What the task requires
Please copy each line of the records below that holds the word "TokenHolding".

Information shown
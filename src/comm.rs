//! Message streams to the embedding page
//!
//! The transport is abstract: a named, bidirectional, JSON-valued stream.
//! Two streams are opened per session, one for wallet RPC traffic and one
//! for general communication, and handed to the engine together with the
//! origin; trust decisions based on that origin belong to the engine.

use std::collections::HashMap;
use std::sync::Mutex;

use serde_json::Value;
use tokio::sync::mpsc;

pub const WALLET_STREAM: &str = "iframe_wallet";
pub const WALLET_STREAM_TARGET: &str = "embed_wallet";
pub const COMMUNICATION_STREAM: &str = "iframe_communication";
pub const COMMUNICATION_STREAM_TARGET: &str = "embed_communication";

/// One end of a bidirectional post-message stream.
pub struct MessageStream {
    pub name: String,
    pub target: String,
    tx: mpsc::UnboundedSender<Value>,
    rx: mpsc::UnboundedReceiver<Value>,
}

impl MessageStream {
    pub fn send(&self, message: Value) -> bool {
        self.tx.send(message).is_ok()
    }

    pub async fn recv(&mut self) -> Option<Value> {
        self.rx.recv().await
    }
}

/// Create both ends of a stream: the local end named `name` addressing
/// `target`, and the remote end named the other way around.
pub fn stream_pair(name: &str, target: &str) -> (MessageStream, MessageStream) {
    let (tx_a, rx_b) = mpsc::unbounded_channel();
    let (tx_b, rx_a) = mpsc::unbounded_channel();
    (
        MessageStream {
            name: name.to_string(),
            target: target.to_string(),
            tx: tx_a,
            rx: rx_a,
        },
        MessageStream {
            name: target.to_string(),
            target: name.to_string(),
            tx: tx_b,
            rx: rx_b,
        },
    )
}

/// Creates the streams a controller hands to its engine. Injected so tests
/// and hosts can decide what the far end is wired to.
pub trait StreamFactory: Send + Sync {
    fn connect(&self, name: &str, target: &str) -> MessageStream;
}

/// Keeps the far end of every created stream so a test (standing in for the
/// embedding page) can pick it up by its target name.
#[derive(Default)]
pub struct LoopbackStreamFactory {
    remote_ends: Mutex<HashMap<String, MessageStream>>,
}

impl LoopbackStreamFactory {
    pub fn new() -> Self {
        Self::default()
    }

    /// Take the embedding-page end of a stream created earlier.
    pub fn take_remote(&self, name: &str) -> Option<MessageStream> {
        self.remote_ends
            .lock()
            .unwrap_or_else(|e| e.into_inner())
            .remove(name)
    }
}

impl StreamFactory for LoopbackStreamFactory {
    fn connect(&self, name: &str, target: &str) -> MessageStream {
        let (local, remote) = stream_pair(name, target);
        self.remote_ends
            .lock()
            .unwrap_or_else(|e| e.into_inner())
            .insert(remote.name.clone(), remote);
        local
    }
}

#[cfg(test)]
mod tests {
    use super::*;
    use serde_json::json;

    #[tokio::test]
    async fn test_stream_pair_is_bidirectional() {
        let (local, mut remote) = stream_pair(WALLET_STREAM, WALLET_STREAM_TARGET);
        assert!(local.send(json!({"method": "ping"})));
        assert_eq!(remote.recv().await.unwrap()["method"], "ping");
        assert!(remote.send(json!({"result": "pong"})));
    }

    #[tokio::test]
    async fn test_loopback_factory_keeps_remote_end() {
        let factory = LoopbackStreamFactory::new();
        let local = factory.connect(WALLET_STREAM, WALLET_STREAM_TARGET);
        let mut remote = factory.take_remote(WALLET_STREAM_TARGET).unwrap();
        local.send(json!(1));
        assert_eq!(remote.recv().await.unwrap(), json!(1));
        assert!(factory.take_remote(WALLET_STREAM_TARGET).is_none());
    }
}
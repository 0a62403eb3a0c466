//! Replica state store
//!
//! Holds this context's copy of the wallet snapshot. `update_state` is the
//! only mutation path: it replaces the snapshot wholesale (single
//! assignment, no field-level merge) and schedules a persistence write.
//! Everything else is a pure read of the current snapshot.

use std::collections::HashMap;
use std::sync::{Arc, RwLock};

use chrono::{DateTime, Utc};

use crate::config::WhiteLabel;
use crate::state::models::{
    address_slicer, AccountBalance, AccountPreferences, Contact, FungibleToken, LoadingState,
    NonFungibleToken, Theme, TokenHolding, TransactionActivity, WalletState, LAMPORTS_PER_SOL,
    WRAPPED_SOL_MINT,
};
use crate::storage::SnapshotPersister;

pub struct StateStore {
    state: RwLock<WalletState>,
    white_label: Option<WhiteLabel>,
    persister: Option<Arc<SnapshotPersister>>,
}

impl StateStore {
    pub fn new(initial: WalletState, white_label: Option<WhiteLabel>) -> Self {
        Self {
            state: RwLock::new(initial),
            white_label,
            persister: None,
        }
    }

    pub fn with_persistence(mut self, persister: Arc<SnapshotPersister>) -> Self {
        self.persister = Some(persister);
        self
    }

    fn read(&self) -> std::sync::RwLockReadGuard<'_, WalletState> {
        self.state.read().unwrap_or_else(|e| e.into_inner())
    }

    // ========================================================================
    // Mutation (the only one)
    // ========================================================================

    /// Replace the snapshot atomically and schedule a persistence write.
    /// Storage failures are logged by the persister, never propagated.
    pub fn update_state(&self, new_state: WalletState) {
        {
            let mut guard = self.state.write().unwrap_or_else(|e| e.into_inner());
            *guard = new_state;
        }
        if let Some(persister) = &self.persister {
            persister.save(&self.read());
        }
    }

    // ========================================================================
    // Derived getters (pure reads)
    // ========================================================================

    pub fn snapshot(&self) -> WalletState {
        self.read().clone()
    }

    pub fn selected_address(&self) -> String {
        self.read().preferences.selected_address.clone()
    }

    pub fn all_addresses(&self) -> Vec<String> {
        self.read()
            .keyring
            .wallets
            .iter()
            .map(|w| w.public_key.clone())
            .collect()
    }

    pub fn all_balances(&self) -> HashMap<String, AccountBalance> {
        self.read().account_tracker.accounts.clone()
    }

    pub fn chain_id(&self) -> String {
        self.read().network.chain_id.clone()
    }

    pub fn selected_network_display_name(&self) -> String {
        self.read().network.network.clone()
    }

    /// Preferences for the selected account, defaulted lazily when the
    /// account has none yet.
    pub fn selected_account_preferences(&self) -> AccountPreferences {
        let state = self.read();
        state
            .preferences
            .identities
            .get(&state.preferences.selected_address)
            .cloned()
            .unwrap_or_default()
    }

    fn has_selected_preferences(&self) -> bool {
        let state = self.read();
        state
            .preferences
            .identities
            .contains_key(&state.preferences.selected_address)
    }

    pub fn crash_report(&self) -> bool {
        self.selected_account_preferences().crash_report
    }

    pub fn contacts(&self) -> Vec<Contact> {
        self.selected_account_preferences().contacts
    }

    pub fn is_dark_mode(&self) -> bool {
        if let Some(white_label) = &self.white_label {
            if !self.has_selected_preferences() {
                return white_label.dark;
            }
        }
        self.selected_account_preferences().theme == Theme::Dark
    }

    /// Native balance of the selected account, in SOL.
    pub fn sol_balance(&self) -> f64 {
        let state = self.read();
        let lamports = state
            .account_tracker
            .accounts
            .get(&state.preferences.selected_address)
            .map(|a| a.balance)
            .unwrap_or(0);
        lamports as f64 / LAMPORTS_PER_SOL as f64
    }

    pub fn conversion_rate(&self) -> f64 {
        self.read().currency.conversion_rate
    }

    pub fn current_currency(&self) -> String {
        self.read().currency.current_currency.clone()
    }

    pub fn last_token_refresh(&self) -> Option<DateTime<Utc>> {
        self.read().last_token_refresh
    }

    pub fn is_nft_loading(&self) -> LoadingState {
        self.read().token_info.metaplex_loading_state
    }

    pub fn is_spl_token_loading(&self) -> LoadingState {
        self.read().token_info.token_info_loading_state
    }

    pub fn is_currency_rate_updating(&self) -> LoadingState {
        self.read().currency.load_state
    }

    pub fn user_tokens(&self) -> Vec<TokenHolding> {
        let state = self.read();
        state
            .tokens
            .tokens
            .get(&state.preferences.selected_address)
            .cloned()
            .unwrap_or_default()
    }

    /// Fungible holdings joined with the token info cache. Holdings with
    /// zero balance, zero decimals, or no known metadata are dropped.
    pub fn fungible_tokens(&self) -> Vec<FungibleToken> {
        let state = self.read();
        let mut tokens: Vec<FungibleToken> = state
            .tokens
            .tokens
            .get(&state.preferences.selected_address)
            .map(|holdings| {
                holdings
                    .iter()
                    .filter(|h| h.balance.decimals != 0 && h.balance.ui_amount > 0.0)
                    .filter_map(|h| {
                        let mut data =
                            state.token_info.token_info_map.get(&h.mint_address)?.clone();
                        if data.address == WRAPPED_SOL_MINT {
                            data.symbol = "WSOL".to_string();
                        }
                        Some(FungibleToken {
                            token_address: h.token_address.clone(),
                            mint_address: h.mint_address.clone(),
                            balance: h.balance.clone(),
                            price: state
                                .currency
                                .token_price_map
                                .get(&h.mint_address)
                                .cloned()
                                .unwrap_or_default(),
                            data,
                        })
                    })
                    .collect()
            })
            .unwrap_or_default();
        tokens.sort_by(|a, b| a.token_address.cmp(&b.token_address));
        tokens
    }

    /// Zero-decimal holdings that carry metaplex metadata with a uri.
    pub fn non_fungible_tokens(&self) -> Vec<NonFungibleToken> {
        let state = self.read();
        let mut tokens: Vec<NonFungibleToken> = state
            .tokens
            .tokens
            .get(&state.preferences.selected_address)
            .map(|holdings| {
                holdings
                    .iter()
                    .filter(|h| h.balance.decimals == 0 && h.balance.ui_amount > 0.0)
                    .filter_map(|h| {
                        let meta = state.token_info.metaplex_meta_map.get(&h.mint_address)?;
                        meta.uri.as_deref().filter(|uri| !uri.is_empty())?;
                        Some(NonFungibleToken {
                            token_address: h.token_address.clone(),
                            mint_address: h.mint_address.clone(),
                            balance: h.balance.clone(),
                            metaplex_data: meta.clone(),
                        })
                    })
                    .collect()
            })
            .unwrap_or_default();
        tokens.sort_by(|a, b| a.token_address.cmp(&b.token_address));
        tokens
    }

    /// Total account value in the selected currency: fungible token value
    /// plus native balance. SOL amounts format to 4 decimal places, fiat to 2.
    pub fn total_balance(&self) -> String {
        let currency = self.current_currency().to_lowercase();
        let token_value: f64 = self
            .fungible_tokens()
            .iter()
            .map(|t| t.balance.ui_amount * t.price.get(&currency).copied().unwrap_or(0.0))
            .sum();
        let value = token_value + self.sol_balance() * self.conversion_rate();
        format_currency(value, &currency)
    }

    /// Native balance converted to the selected currency.
    pub fn converted_sol_balance(&self) -> String {
        let currency = self.current_currency().to_lowercase();
        let value = self.sol_balance() * self.conversion_rate();
        format_currency(value, &currency)
    }

    /// Display activities of the selected account, joined with token and NFT
    /// metadata for logos and ticker symbols.
    pub fn selected_network_transactions(&self) -> Vec<TransactionActivity> {
        let state = self.read();
        let prefs = self.selected_account_preferences();
        prefs
            .display_activities
            .values()
            .map(|activity| {
                let mut item = activity.clone();
                let Some(mint) = &activity.mint_address else {
                    return item;
                };
                if activity.decimal == 0 {
                    if let Some(nft) = state.token_info.metaplex_meta_map.get(mint) {
                        item.logo_uri = nft
                            .off_chain_meta_data
                            .as_ref()
                            .and_then(|m| m.image.clone());
                        item.crypto_currency = nft.symbol.clone();
                        return item;
                    }
                } else if let Some(info) = state.token_info.token_info_map.get(mint) {
                    item.logo_uri = info.logo_uri.clone();
                    item.crypto_currency = info.symbol.clone();
                    return item;
                }
                item.crypto_currency = address_slicer(mint);
                item
            })
            .collect()
    }
}

fn format_currency(value: f64, currency: &str) -> String {
    if currency == "sol" {
        format!("{value:.4}")
    } else {
        format!("{value:.2}")
    }
}

#[cfg(test)]
mod tests {
    use super::*;
    use crate::state::models::{
        AccountBalance, KeyringAccount, NftMeta, TokenAmount, TokenMeta,
    };

    fn state_with_account(address: &str) -> WalletState {
        let mut state = WalletState::default();
        state.preferences.selected_address = address.to_string();
        state.keyring.wallets.push(KeyringAccount {
            public_key: address.to_string(),
        });
        state
            .account_tracker
            .accounts
            .insert(address.to_string(), AccountBalance { balance: 2 * LAMPORTS_PER_SOL });
        state
    }

    fn holding(token: &str, mint: &str, decimals: u8, ui_amount: f64) -> TokenHolding {
        TokenHolding {
            token_address: token.to_string(),
            mint_address: mint.to_string(),
            balance: TokenAmount {
                amount: "1".to_string(),
                decimals,
                ui_amount,
            },
        }
    }

    #[test]
    fn test_update_state_is_idempotent() {
        let store = StateStore::new(WalletState::default(), None);
        let snapshot = state_with_account("addr1");
        store.update_state(snapshot.clone());
        let first = (store.selected_address(), store.sol_balance(), store.total_balance());
        store.update_state(snapshot);
        let second = (store.selected_address(), store.sol_balance(), store.total_balance());
        assert_eq!(first, second);
    }

    #[test]
    fn test_preferences_default_lazily() {
        let store = StateStore::new(state_with_account("addr1"), None);
        let prefs = store.selected_account_preferences();
        assert_eq!(prefs.theme, Theme::Dark);
        assert_eq!(prefs.network_selected, "testnet");
        assert!(store.is_dark_mode());
    }

    #[test]
    fn test_white_label_applies_only_without_preferences() {
        let mut state = state_with_account("addr1");
        let store = StateStore::new(
            state.clone(),
            Some(WhiteLabel { dark: false }),
        );
        assert!(!store.is_dark_mode());

        state
            .preferences
            .identities
            .insert("addr1".to_string(), AccountPreferences::default());
        let store = StateStore::new(state, Some(WhiteLabel { dark: false }));
        assert!(store.is_dark_mode());
    }

    #[test]
    fn test_token_classification() {
        let mut state = state_with_account("addr1");
        state.tokens.tokens.insert(
            "addr1".to_string(),
            vec![
                holding("tokB", "mintF", 6, 10.0),
                holding("tokA", "mintN", 0, 1.0),
                // Zero balance, dropped from both views.
                holding("tokC", "mintF", 6, 0.0),
                // No metadata, dropped.
                holding("tokD", "mintX", 6, 3.0),
            ],
        );
        state.token_info.token_info_map.insert(
            "mintF".to_string(),
            TokenMeta {
                address: "mintF".to_string(),
                name: "Fungible".to_string(),
                symbol: "FUN".to_string(),
                logo_uri: None,
            },
        );
        state.token_info.metaplex_meta_map.insert(
            "mintN".to_string(),
            NftMeta {
                name: "Art".to_string(),
                symbol: "ART".to_string(),
                uri: Some("https://meta.example/art".to_string()),
                off_chain_meta_data: None,
            },
        );
        state
            .currency
            .token_price_map
            .insert("mintF".to_string(), HashMap::from([("usd".to_string(), 2.0)]));
        state.currency.conversion_rate = 20.0;

        let store = StateStore::new(state, None);
        let fungible = store.fungible_tokens();
        assert_eq!(fungible.len(), 1);
        assert_eq!(fungible[0].data.symbol, "FUN");

        let nfts = store.non_fungible_tokens();
        assert_eq!(nfts.len(), 1);
        assert_eq!(nfts[0].metaplex_data.name, "Art");

        // 10 FUN * 2 usd + 2 SOL * 20 usd = 60.00
        assert_eq!(store.total_balance(), "60.00");
        assert_eq!(store.converted_sol_balance(), "40.00");
    }

    #[test]
    fn test_wrapped_sol_symbol_rewrite() {
        let mut state = state_with_account("addr1");
        state
            .tokens
            .tokens
            .insert("addr1".to_string(), vec![holding("tok1", WRAPPED_SOL_MINT, 9, 1.0)]);
        state.token_info.token_info_map.insert(
            WRAPPED_SOL_MINT.to_string(),
            TokenMeta {
                address: WRAPPED_SOL_MINT.to_string(),
                name: "Wrapped SOL".to_string(),
                symbol: "SOL".to_string(),
                logo_uri: None,
            },
        );
        let store = StateStore::new(state, None);
        assert_eq!(store.fungible_tokens()[0].data.symbol, "WSOL");
    }

    #[test]
    fn test_sol_formatting_uses_four_decimals() {
        let mut state = state_with_account("addr1");
        state.currency.current_currency = "sol".to_string();
        state.currency.conversion_rate = 1.0;
        let store = StateStore::new(state, None);
        assert_eq!(store.converted_sol_balance(), "2.0000");
    }
}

Result for this exercise
    NonFungibleToken, Theme, TokenHolding, TransactionActivity, WalletState, LAMPORTS_PER_SOL,
    pub fn user_tokens(&self) -> Vec<TokenHolding> {
    fn holding(token: &str, mint: &str, decimals: u8, ui_amount: f64) -> TokenHolding {
        TokenHolding {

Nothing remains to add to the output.